Flat

Blooms from my hoya plant

So there’s a funny thing about living a very long time with untreated mental illness: I have no idea what normal feels like. I’ve been looking back and realizing that I’ve probably been dealing with this for a lot longer than I initially thought – my mental health struggles started when I was 16, over a decade ago – and I’ve been coming to terms with the fact that I’ve been mentally unwell for the entirety of my adult life. And now that I’m receiving treatment I feel like I’m on uneven ground, because I have no idea what normal is, or what normal feels like, or if what I’m feeling is even what’s considered normal for most people.

There’s a lot of uncertainty right now. It’s… odd.

I’m bored. With everything. Nothing is fun, nothing is exciting. I’m not depressed, I’m not sad or having feelings of self-harm or anything, but I’m not really feeling anything. I just feel flat. All the time.

I have so much energy. So much capability. Every day I’m setting out to-do lists that would have taken me all day to accomplish before I was medicated, but now they’re only taking me a few hours. I’m able to focus on the task at hand and I’m able to switch gears without missing a beat. My house hasn’t been this tidy in at least two years, and I’ve even started taking on more tasks and responsibilities. As far as my productivity is concerned, I’m at 110%.

The medication has stopped my maladaptive daydreaming, too. I’m more present and engaged with the world around me. Not out of choice, but because I can no longer just tune everything out and live in my head. So for the first time in a long time I’m living the life in front of me.

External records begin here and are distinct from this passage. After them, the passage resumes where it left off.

pub(crate) mod config;
pub(crate) mod organize;
pub(crate) mod rename;
use std::fs;
use std::path::{Path, PathBuf};

use film_shelf_core::{
    Candidate, MovieLookup, NamingRules, Operator, PosterSource, file_extension, poster_file_name,
};

use crate::disambiguate::{Resolution, disambiguate};
use crate::error::RenameError;

/// What happened to the artwork for a renamed file.
#[derive(Debug, Clone, PartialEq, Eq)]
pub enum PosterOutcome {
    /// Written to this path
    Saved(PathBuf),
    /// The candidate has no artwork (sentinel or missing poster)
    NotAvailable,
    /// Download or write failed; the rename itself still stands
    Failed(String),
}

/// Result of a completed rename.
#[derive(Debug, Clone)]
pub struct RenameOutcome {
    /// Destination folder, `"<Title> (<Year>)"`
    pub folder: PathBuf,
    /// Final path of the moved file
    pub target: PathBuf,
    pub poster: PosterOutcome,
}

/// Progress information for callbacks.
#[derive(Debug, Clone)]
pub enum RenameProgress {
    /// Found the files to process
    Scanning { file_count: usize },
    /// Starting on a file
    Processing {
        file_name: String,
        file_index: usize,
        total: usize,
    },
    /// Downloading artwork for a renamed file
    FetchingPoster { file_name: String, url: String },
    /// File moved into its folder
    Renamed {
        file_name: String,
        outcome: RenameOutcome,
    },
    /// Operator skipped the file
    Skipped { file_name: String },
    /// Destination folder already existed
    Conflict { file_name: String, folder: PathBuf },
    /// Creating the folder or moving the file failed
    Failed { file_name: String, error: String },
    /// Finished all files
    Done,
}

/// Summary of a rename run over a directory.
#[derive(Debug, Clone, Default)]
pub struct RenameSummary {
    pub renamed: usize,
    pub skipped: usize,
    pub missing_posters: usize,
    pub conflicts: Vec<String>,
    pub poster_failures: Vec<String>,
    pub errors: Vec<String>,
}

/// Move `dir/filename` into a folder named after `candidate` and fetch its
/// poster.
///
/// The folder is `dir/"<Title> (<Year>)"` and the file becomes
/// `"<Title>.<ext>"` inside it, both cleaned with `rules`. An existing
/// folder is a conflict and leaves everything untouched. Poster problems
/// never undo the move.
pub fn execute_rename(
    dir: &Path,
    filename: &str,
    candidate: &Candidate,
    rules: &NamingRules,
    posters: &dyn PosterSource,
) -> Result<RenameOutcome, RenameError> {
    execute_rename_with_progress(
        dir,
        filename,
        candidate,
        rules,
        posters,
        &|_: RenameProgress| {},
    )
}

fn execute_rename_with_progress(
    dir: &Path,
    filename: &str,
    candidate: &Candidate,
    rules: &NamingRules,
    posters: &dyn PosterSource,
    progress: &dyn Fn(RenameProgress),
) -> Result<RenameOutcome, RenameError> {
    let folder = dir.join(rules.folder_name(&candidate.title, &candidate.year));
    if folder.exists() {
        return Err(RenameError::conflict(folder));
    }

    let target = folder.join(rules.file_name(&candidate.title, file_extension(filename)));

    fs::create_dir(&folder)?;
    if let Err(e) = fs::rename(dir.join(filename), &target) {
        // Don't leave an empty folder behind
        if let Err(cleanup) = fs::remove_dir(&folder) {
            log::warn!(
                "Could not remove empty folder {}: {}",
                folder.display(),
                cleanup
            );
        }
        return Err(e.into());
    }

    let poster = match rules.poster_url(candidate.poster.as_deref()) {
        Some(url) => {
            progress(RenameProgress::FetchingPoster {
                file_name: filename.to_string(),
                url: url.to_string(),
            });
            save_poster(&folder, url, posters)
        }
        None => PosterOutcome::NotAvailable,
    };

    Ok(RenameOutcome {
        folder,
        target,
        poster,
    })
}

fn save_poster(folder: &Path, url: &str, posters: &dyn PosterSource) -> PosterOutcome {
    let bytes = match posters.fetch(url) {
        Ok(bytes) => bytes,
        Err(e) => return PosterOutcome::Failed(format!("download failed: {}", e)),
    };
    let path = folder.join(poster_file_name(url));
    match fs::write(&path, bytes) {
        Ok(()) => PosterOutcome::Saved(path),
        Err(e) => PosterOutcome::Failed(format!("could not write {}: {}", path.display(), e)),
    }
}

/// List the files to offer for renaming: regular, non-hidden files in
/// `dir`, sorted by name. Names that aren't valid UTF-8 are skipped.
pub fn list_movie_files(dir: &Path) -> Result<Vec<String>, RenameError> {
    let entries = fs::read_dir(dir).map_err(|e| RenameError::read_dir(dir, e))?;

    let mut files = Vec::new();
    for entry in entries.flatten() {
        let path = entry.path();
        if !path.is_file() {
            continue;
        }
        let Some(name) = entry.file_name().to_str().map(str::to_string) else {
            log::warn!("Skipping non-UTF-8 file name {:?}", entry.file_name());
            continue;
        };
        if name.starts_with('.') {
            continue;
        }
        files.push(name);
    }
    files.sort();
    Ok(files)
}

/// Run the interactive rename over every file in `dir`, one at a time.
///
/// Each file is fully resolved (renamed, skipped, or failed) before the
/// next starts. Only a failure to list `dir` aborts the run.
pub fn rename_directory(
    dir: &Path,
    lookup: &dyn MovieLookup,
    posters: &dyn PosterSource,
    operator: &mut dyn Operator,
    rules: &NamingRules,
    progress: &dyn Fn(RenameProgress),
) -> Result<RenameSummary, RenameError> {
    let files = list_movie_files(dir)?;
    progress(RenameProgress::Scanning {
        file_count: files.len(),
    });

    let mut summary = RenameSummary::default();
    let total = files.len();

    for (file_index, file_name) in files.into_iter().enumerate() {
        progress(RenameProgress::Processing {
            file_name: file_name.clone(),
            file_index,
            total,
        });

        let candidate = match disambiguate(&file_name, lookup, operator, rules) {
            Resolution::Confirmed(candidate) => candidate,
            Resolution::Skipped => {
                summary.skipped += 1;
                progress(RenameProgress::Skipped { file_name });
                continue;
            }
        };

        match execute_rename_with_progress(dir, &file_name, &candidate, rules, posters, progress) {
            Ok(outcome) => {
                summary.renamed += 1;
                match &outcome.poster {
                    PosterOutcome::Saved(_) => {}
                    PosterOutcome::NotAvailable => summary.missing_posters += 1,
                    PosterOutcome::Failed(msg) => summary
                        .poster_failures
                        .push(format!("{}: {}", file_name, msg)),
                }
                progress(RenameProgress::Renamed { file_name, outcome });
            }
            Err(RenameError::Conflict { folder }) => {
                summary
                    .conflicts
                    .push(format!("{}: {} already exists", file_name, folder.display()));
                progress(RenameProgress::Conflict { file_name, folder });
            }
            Err(e) => {
                let error = e.to_string();
                summary.errors.push(format!("{}: {}", file_name, error));
                progress(RenameProgress::Failed { file_name, error });
            }
        }
    }

    progress(RenameProgress::Done);
    Ok(summary)
}
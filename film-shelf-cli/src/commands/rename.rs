use std::path::{Path, PathBuf};

use owo_colors::OwoColorize;
use owo_colors::Stream::Stdout;

use film_shelf_lib::settings;
use film_shelf_lib::{NamingRules, PosterOutcome, RenameProgress, RenameSummary, rename_directory};
use film_shelf_omdb::{OmdbClient, OmdbConfig};

use crate::CliError;
use crate::console::{ConsoleOperator, prompt};
use crate::spinner::Spinning;

pub(crate) fn run_rename(
    dir: Option<PathBuf>,
    api_key: Option<String>,
    omdb_url: Option<String>,
    next_page: &str,
    quiet: bool,
) -> Result<(), CliError> {
    let dir = match dir {
        Some(dir) => dir,
        None => ask_for_directory()?,
    };
    if !dir.is_dir() {
        return Err(CliError::other(format!(
            "{} is not a directory",
            dir.display()
        )));
    }
    if let Err(e) = settings::save_last_directory(&dir.to_string_lossy()) {
        log::warn!("Could not remember {}: {}", dir.display(), e);
    }

    let config = OmdbConfig::load()?.with_overrides(omdb_url, api_key);
    if config.api_key.is_none() {
        log::warn!(
            "{}",
            "No OMDb API key configured; run 'film-shelf config setup' if searches are refused."
                .if_supports_color(Stdout, |t| t.dimmed()),
        );
    }
    let client = OmdbClient::new(&config)
        .map_err(|e| CliError::lookup(format!("Failed to create OMDb client: {}", e)))?;

    let lookup = Spinning::new(&client, quiet);
    let posters = Spinning::new(&client, quiet);
    let mut operator = ConsoleOperator::stdio(next_page);
    let rules = NamingRules::default().with_next_page(next_page);

    log::info!(
        "Renaming movies in: {}",
        dir.display().if_supports_color(Stdout, |t| t.cyan()),
    );

    let summary = rename_directory(
        &dir,
        &lookup,
        &posters,
        &mut operator,
        &rules,
        &|progress: RenameProgress| report_progress(&dir, progress),
    )?;

    crate::log_blank();
    print_summary(&summary);
    Ok(())
}

/// Prompt for the directory, offering the remembered one as the default.
fn ask_for_directory() -> Result<PathBuf, CliError> {
    let last = settings::load_last_directory();
    let answer = prompt(&format!("Directory with files for renaming ({}): ", last));
    let chosen = match answer {
        Some(a) if !a.is_empty() => a,
        _ => last,
    };
    if chosen.is_empty() {
        return Err(CliError::other("No directory given"));
    }
    Ok(PathBuf::from(chosen))
}

fn report_progress(dir: &Path, progress: RenameProgress) {
    match progress {
        RenameProgress::Scanning { file_count } => {
            log::info!("Found {} files", file_count);
        }
        RenameProgress::Processing {
            file_name,
            file_index,
            total,
        } => {
            log::debug!("[{}/{}] {}", file_index + 1, total, file_name);
        }
        RenameProgress::FetchingPoster { file_name, url } => {
            log::debug!("Fetching poster for {} from {}", file_name, url);
        }
        RenameProgress::Renamed { file_name, outcome } => {
            let target = outcome.target.strip_prefix(dir).unwrap_or(&outcome.target);
            log::info!(
                "  {} {} \u{2192} {}",
                "\u{2714}".if_supports_color(Stdout, |t| t.green()),
                file_name,
                target.display(),
            );
            match outcome.poster {
                PosterOutcome::Saved(path) => log::debug!("Poster saved to {}", path.display()),
                PosterOutcome::NotAvailable => {
                    log::warn!("  No poster available for {}", target.display());
                }
                PosterOutcome::Failed(msg) => {
                    log::warn!(
                        "  {} Poster for {} not saved: {}",
                        "\u{26A0}".if_supports_color(Stdout, |t| t.yellow()),
                        target.display(),
                        msg,
                    );
                }
            }
        }
        RenameProgress::Skipped { file_name } => {
            log::info!(
                "  {}",
                format!("Skipped {}", file_name).if_supports_color(Stdout, |t| t.dimmed()),
            );
        }
        RenameProgress::Conflict { file_name, folder } => {
            log::error!(
                "  {} {} already exists, {} left alone",
                "\u{2718}".if_supports_color(Stdout, |t| t.red()),
                folder.strip_prefix(dir).unwrap_or(&folder).display(),
                file_name,
            );
        }
        RenameProgress::Failed { file_name, error } => {
            log::error!(
                "  {} {}: {}",
                "\u{2718}".if_supports_color(Stdout, |t| t.red()),
                file_name,
                error,
            );
        }
        RenameProgress::Done => {}
    }
}

fn print_summary(summary: &RenameSummary) {
    log::info!("{}", "Summary:".if_supports_color(Stdout, |t| t.bold()));
    log::info!(
        "  {} {} files renamed",
        "\u{2714}".if_supports_color(Stdout, |t| t.green()),
        summary.renamed,
    );
    if summary.skipped > 0 {
        log::info!(
            "  {} {} skipped",
            "-".if_supports_color(Stdout, |t| t.dimmed()),
            summary.skipped,
        );
    }
    if summary.missing_posters > 0 {
        log::warn!(
            "  {} {} without a poster",
            "?".if_supports_color(Stdout, |t| t.yellow()),
            summary.missing_posters,
        );
    }
    for failure in &summary.poster_failures {
        log::warn!(
            "  {} {}",
            "\u{26A0}".if_supports_color(Stdout, |t| t.yellow()),
            failure,
        );
    }
    for conflict in &summary.conflicts {
        log::warn!(
            "  {} {}",
            "\u{2718}".if_supports_color(Stdout, |t| t.red()),
            conflict,
        );
    }
    for error in &summary.errors {
        log::error!(
            "  {} {}",
            "\u{2718}".if_supports_color(Stdout, |t| t.red()),
            error,
        );
    }
}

But nothing makes me happy. The things that used to make me happy? I’m indifferent to them now. I had so many tricks to keep myself okay and give myself a boost when I was unmedicated, now they don’t work. Animal Crossing is just a game, Matt Smith is just a man, Doctor Who is just a show. They’re all enjoyable but enjoyable is where the line ends.

And I don’t know if that’s because I’m experiencing a normal range of emotions for the first time in over a decade, instead of experiencing everything in extremes, or if there’s something wrong. My psychiatrist seems to think it’s just me adjusting to feeling “normal” but I guess I didn’t realize “normal” was so goddamn dull.

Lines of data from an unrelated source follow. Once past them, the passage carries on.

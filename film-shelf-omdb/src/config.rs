use std::path::{Path, PathBuf};

use crate::error::OmdbError;

/// Public OMDb API endpoint.
pub const DEFAULT_ENDPOINT: &str = "http://www.omdbapi.com/";

/// Request timeout applied when nothing else is configured.
pub const DEFAULT_TIMEOUT_SECS: u64 = 30;

const ENV_API_KEY: &str = "OMDB_API_KEY";
const ENV_ENDPOINT: &str = "OMDB_URL";
const ENV_TIMEOUT: &str = "OMDB_TIMEOUT_SECS";

/// Settings for reaching the OMDb service.
#[derive(Debug, Clone, PartialEq, Eq)]
pub struct OmdbConfig {
    pub endpoint: String,
    pub api_key: Option<String>,
    /// Per-request timeout in seconds; 0 disables it.
    pub timeout_secs: u64,
}

impl Default for OmdbConfig {
    fn default() -> Self {
        Self {
            endpoint: DEFAULT_ENDPOINT.to_string(),
            api_key: None,
            timeout_secs: DEFAULT_TIMEOUT_SECS,
        }
    }
}

/// Where a config field's value came from.
#[derive(Debug, Clone, PartialEq, Eq)]
pub enum ConfigSource {
    /// Loaded from an environment variable.
    EnvVar(&'static str),
    /// Loaded from the config file.
    ConfigFile,
    /// Hard-coded default value.
    Default,
    /// Not set anywhere.
    Missing,
}

impl std::fmt::Display for ConfigSource {
    fn fmt(&self, f: &mut std::fmt::Formatter<'_>) -> std::fmt::Result {
        match self {
            Self::EnvVar(var) => write!(f, "env ${}", var),
            Self::ConfigFile => write!(f, "config file"),
            Self::Default => write!(f, "default"),
            Self::Missing => write!(f, "not set"),
        }
    }
}

/// Provenance of each config field.
#[derive(Debug)]
pub struct ConfigSources {
    pub endpoint: ConfigSource,
    pub api_key: ConfigSource,
    pub timeout_secs: ConfigSource,
}

/// TOML config file format.
#[derive(Debug, Default, serde::Deserialize, serde::Serialize)]
struct ConfigFile {
    omdb: Option<OmdbFileConfig>,
}

#[derive(Debug, Default, Clone, serde::Deserialize, serde::Serialize)]
struct OmdbFileConfig {
    endpoint: Option<String>,
    api_key: Option<String>,
    timeout_secs: Option<u64>,
}

impl OmdbConfig {
    /// Load settings from environment variables, the config file, or defaults.
    ///
    /// Priority: env vars > config file > defaults.
    pub fn load() -> Result<Self, OmdbError> {
        let file = config_path().and_then(|p| load_config_file(&p));
        resolve(|var| std::env::var(var).ok(), file.as_ref())
    }

    /// Apply explicit values (e.g., from CLI args).
    pub fn with_overrides(mut self, endpoint: Option<String>, api_key: Option<String>) -> Self {
        if let Some(url) = endpoint {
            self.endpoint = url;
        }
        if let Some(key) = api_key {
            self.api_key = Some(key);
        }
        self
    }
}

fn resolve(
    env: impl Fn(&str) -> Option<String>,
    file: Option<&OmdbFileConfig>,
) -> Result<OmdbConfig, OmdbError> {
    let endpoint = env(ENV_ENDPOINT)
        .or_else(|| file.and_then(|c| c.endpoint.clone()))
        .unwrap_or_else(|| DEFAULT_ENDPOINT.to_string());

    let api_key = env(ENV_API_KEY)
        .or_else(|| file.and_then(|c| c.api_key.clone()))
        .filter(|k| !k.is_empty());

    let timeout_secs = match env(ENV_TIMEOUT) {
        Some(raw) => raw.trim().parse().map_err(|_| {
            OmdbError::Config(format!("{ENV_TIMEOUT} must be a whole number of seconds, got {raw:?}"))
        })?,
        None => file
            .and_then(|c| c.timeout_secs)
            .unwrap_or(DEFAULT_TIMEOUT_SECS),
    };

    Ok(OmdbConfig {
        endpoint,
        api_key,
        timeout_secs,
    })
}

/// Return the path to the OMDb config file.
pub fn config_path() -> Option<PathBuf> {
    dirs::config_dir().map(|d| d.join("film-shelf").join("omdb.toml"))
}

/// Save settings to the config file, creating parent directories as needed.
///
/// Values equal to the defaults are left out of the file.
/// Returns the path the file was written to.
pub fn save_to_file(config: &OmdbConfig) -> Result<PathBuf, OmdbError> {
    let path = config_path()
        .ok_or_else(|| OmdbError::Config("Could not determine config directory".to_string()))?;
    save_to_path(config, &path)?;
    Ok(path)
}

fn save_to_path(config: &OmdbConfig, path: &Path) -> Result<(), OmdbError> {
    if let Some(parent) = path.parent() {
        std::fs::create_dir_all(parent)?;
    }

    let file = ConfigFile {
        omdb: Some(OmdbFileConfig {
            endpoint: (config.endpoint != DEFAULT_ENDPOINT).then(|| config.endpoint.clone()),
            api_key: config.api_key.clone(),
            timeout_secs: (config.timeout_secs != DEFAULT_TIMEOUT_SECS)
                .then_some(config.timeout_secs),
        }),
    };

    let toml_str = toml::to_string_pretty(&file)
        .map_err(|e| OmdbError::Config(format!("Failed to serialize config: {}", e)))?;

    std::fs::write(path, toml_str)?;
    Ok(())
}

/// Determine where each config field is coming from.
pub fn config_sources() -> ConfigSources {
    let file = config_path().and_then(|p| load_config_file(&p));
    sources(|var| std::env::var(var).is_ok(), file.as_ref())
}

fn sources(env_set: impl Fn(&str) -> bool, file: Option<&OmdbFileConfig>) -> ConfigSources {
    let endpoint = if env_set(ENV_ENDPOINT) {
        ConfigSource::EnvVar(ENV_ENDPOINT)
    } else if file.and_then(|c| c.endpoint.as_ref()).is_some() {
        ConfigSource::ConfigFile
    } else {
        ConfigSource::Default
    };

    let api_key = if env_set(ENV_API_KEY) {
        ConfigSource::EnvVar(ENV_API_KEY)
    } else if file.and_then(|c| c.api_key.as_ref()).is_some() {
        ConfigSource::ConfigFile
    } else {
        ConfigSource::Missing
    };

    let timeout_secs = if env_set(ENV_TIMEOUT) {
        ConfigSource::EnvVar(ENV_TIMEOUT)
    } else if file.and_then(|c| c.timeout_secs).is_some() {
        ConfigSource::ConfigFile
    } else {
        ConfigSource::Default
    };

    ConfigSources {
        endpoint,
        api_key,
        timeout_secs,
    }
}

fn load_config_file(path: &Path) -> Option<OmdbFileConfig> {
    let content = std::fs::read_to_string(path).ok()?;
    match toml::from_str::<ConfigFile>(&content) {
        Ok(config) => config.omdb,
        Err(e) => {
            log::warn!("Ignoring unreadable config {}: {}", path.display(), e);
            None
        }
    }
}

#[cfg(test)]
#[path = "tests/config_tests.rs"]
mod tests;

Don’t get me wrong. It’s nice not to feel soul-crushing sadness all of the time. It’s nice not to feel hopeless, or like I want to die. But there were good moments, too. I miss being so happy I couldn’t contain myself. The highs where all I could do was dance around my house? The euphoria? It’s gone, too, and I didn’t realize I’d miss it.

I know. Being sad about not being manic seems counterintuitive. But I’m wondering if I wasn’t slightly addicted to it. The rush, the pure dangerous joy. It was so beautiful and so glorious and now I can’t find it.

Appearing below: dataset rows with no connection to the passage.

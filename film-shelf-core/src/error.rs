use thiserror::Error;

/// Errors a lookup or poster source can report.
///
/// These cover failures of the call itself. A service that answers with
/// "no results" is not an error here; that arrives as [`crate::ResultPage::error`].
#[derive(Debug, Error)]
pub enum LookupError {
    /// The request never produced a usable HTTP response
    #[error("HTTP request failed: {0}")]
    Http(String),

    /// The service answered with a non-success status
    #[error("Server error (HTTP {status}): {message}")]
    Status { status: u16, message: String },

    /// The response body could not be understood
    #[error("Malformed response: {0}")]
    Malformed(String),

    /// Generic lookup error with message
    #[error("{0}")]
    Other(String),
}

impl LookupError {
    pub fn http(msg: impl Into<String>) -> Self {
        Self::Http(msg.into())
    }

    pub fn malformed(msg: impl Into<String>) -> Self {
        Self::Malformed(msg.into())
    }

    pub fn other(msg: impl Into<String>) -> Self {
        Self::Other(msg.into())
    }
}
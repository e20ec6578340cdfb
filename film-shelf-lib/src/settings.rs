//! Persisted user preferences (last directory used for renaming).
//!
//! Stored in `~/.config/film-shelf/settings.toml`:
//!
//! ```toml
//! [rename]
//! last_directory = "/media/movies/incoming"
//! ```
//!
//! A missing or unreadable file simply means "no preference".

use std::io;
use std::path::{Path, PathBuf};

/// Canonical path to the settings file: `~/.config/film-shelf/settings.toml`.
pub fn settings_path() -> PathBuf {
    let config = dirs::config_dir().unwrap_or_else(|| PathBuf::from("."));
    config.join("film-shelf").join("settings.toml")
}

/// The last directory chosen for renaming, or an empty string.
pub fn load_last_directory() -> String {
    load_last_directory_from(&settings_path())
}

/// Read `rename.last_directory` from a settings file.
///
/// Absence or corruption falls back to an empty string.
pub fn load_last_directory_from(settings: &Path) -> String {
    let contents = match std::fs::read_to_string(settings) {
        Ok(c) => c,
        Err(e) if e.kind() == io::ErrorKind::NotFound => return String::new(),
        Err(e) => {
            log::warn!("Unable to read {}: {}", settings.display(), e);
            return String::new();
        }
    };
    let doc: toml::Value = match contents.parse() {
        Ok(doc) => doc,
        Err(e) => {
            log::warn!("Ignoring corrupt settings file {}: {}", settings.display(), e);
            return String::new();
        }
    };
    doc.get("rename")
        .and_then(|r| r.get("last_directory"))
        .and_then(|d| d.as_str())
        .unwrap_or_default()
        .to_string()
}

/// Remember `directory` as the last one used.
pub fn save_last_directory(directory: &str) -> io::Result<()> {
    save_last_directory_to(&settings_path(), directory)
}

/// Write `rename.last_directory` into a settings file.
///
/// Uses `toml::Value` for a surgical update so any other tables in the file
/// are preserved. A corrupt existing file is replaced.
pub fn save_last_directory_to(settings: &Path, directory: &str) -> io::Result<()> {
    let mut doc: toml::Value = if let Ok(contents) = std::fs::read_to_string(settings) {
        contents
            .parse()
            .unwrap_or_else(|_| toml::Value::Table(Default::default()))
    } else {
        toml::Value::Table(Default::default())
    };

    let table = doc
        .as_table_mut()
        .ok_or_else(|| io::Error::other("settings.toml root is not a table"))?;
    let rename = table
        .entry("rename")
        .or_insert_with(|| toml::Value::Table(Default::default()));
    let rename_table = rename
        .as_table_mut()
        .ok_or_else(|| io::Error::other("[rename] is not a table"))?;
    rename_table.insert(
        "last_directory".to_string(),
        toml::Value::String(directory.to_string()),
    );

    // Write atomically
    if let Some(parent) = settings.parent() {
        std::fs::create_dir_all(parent)?;
    }
    let serialized = toml::to_string_pretty(&doc).map_err(io::Error::other)?;
    let tmp = settings.with_extension("toml.tmp");
    std::fs::write(&tmp, &serialized)?;
    std::fs::rename(&tmp, settings)?;

    Ok(())
}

Perhaps it’s just a crisis of self. I spent most of 2020 getting really in touch with myself, how I react to things, how I felt about things, and learning who I was. Or, rather, who I thought I was. And the medication has changed all of that. I’m less sure of myself, as a whole. I no longer know the limits of my ability. I don’t know what’s too much, or why everything feels like too little. It’s like I’m having to learn a whole new person. It’s a transition. Throw in the fact that everyone else is also in transition from their own pandemic selves back into the real world and it’s… I dunno. It’s a lot. It’s like I’m constantly walking on shifting sand.

I actually had a bit of an existential crisis recently. I was minorly obsessed with death in a not-healthy way. Got to the point where I felt like life, and everything, was completely pointless because we all die. It was grim, and I think it was fueled by the fact that a part of me isn’t sure I’m ever going to feel truly happy again.

I’m hoping it’ll even out. Because I’m not thrilled at the idea of living a life where I just work my days away and sleep and am… fine… with it. I want to feel joy. I want to feel pain. I want to feel the whole spectrum of emotion. I want to do things that challenge me and excite me. I don’t want to be flat forever.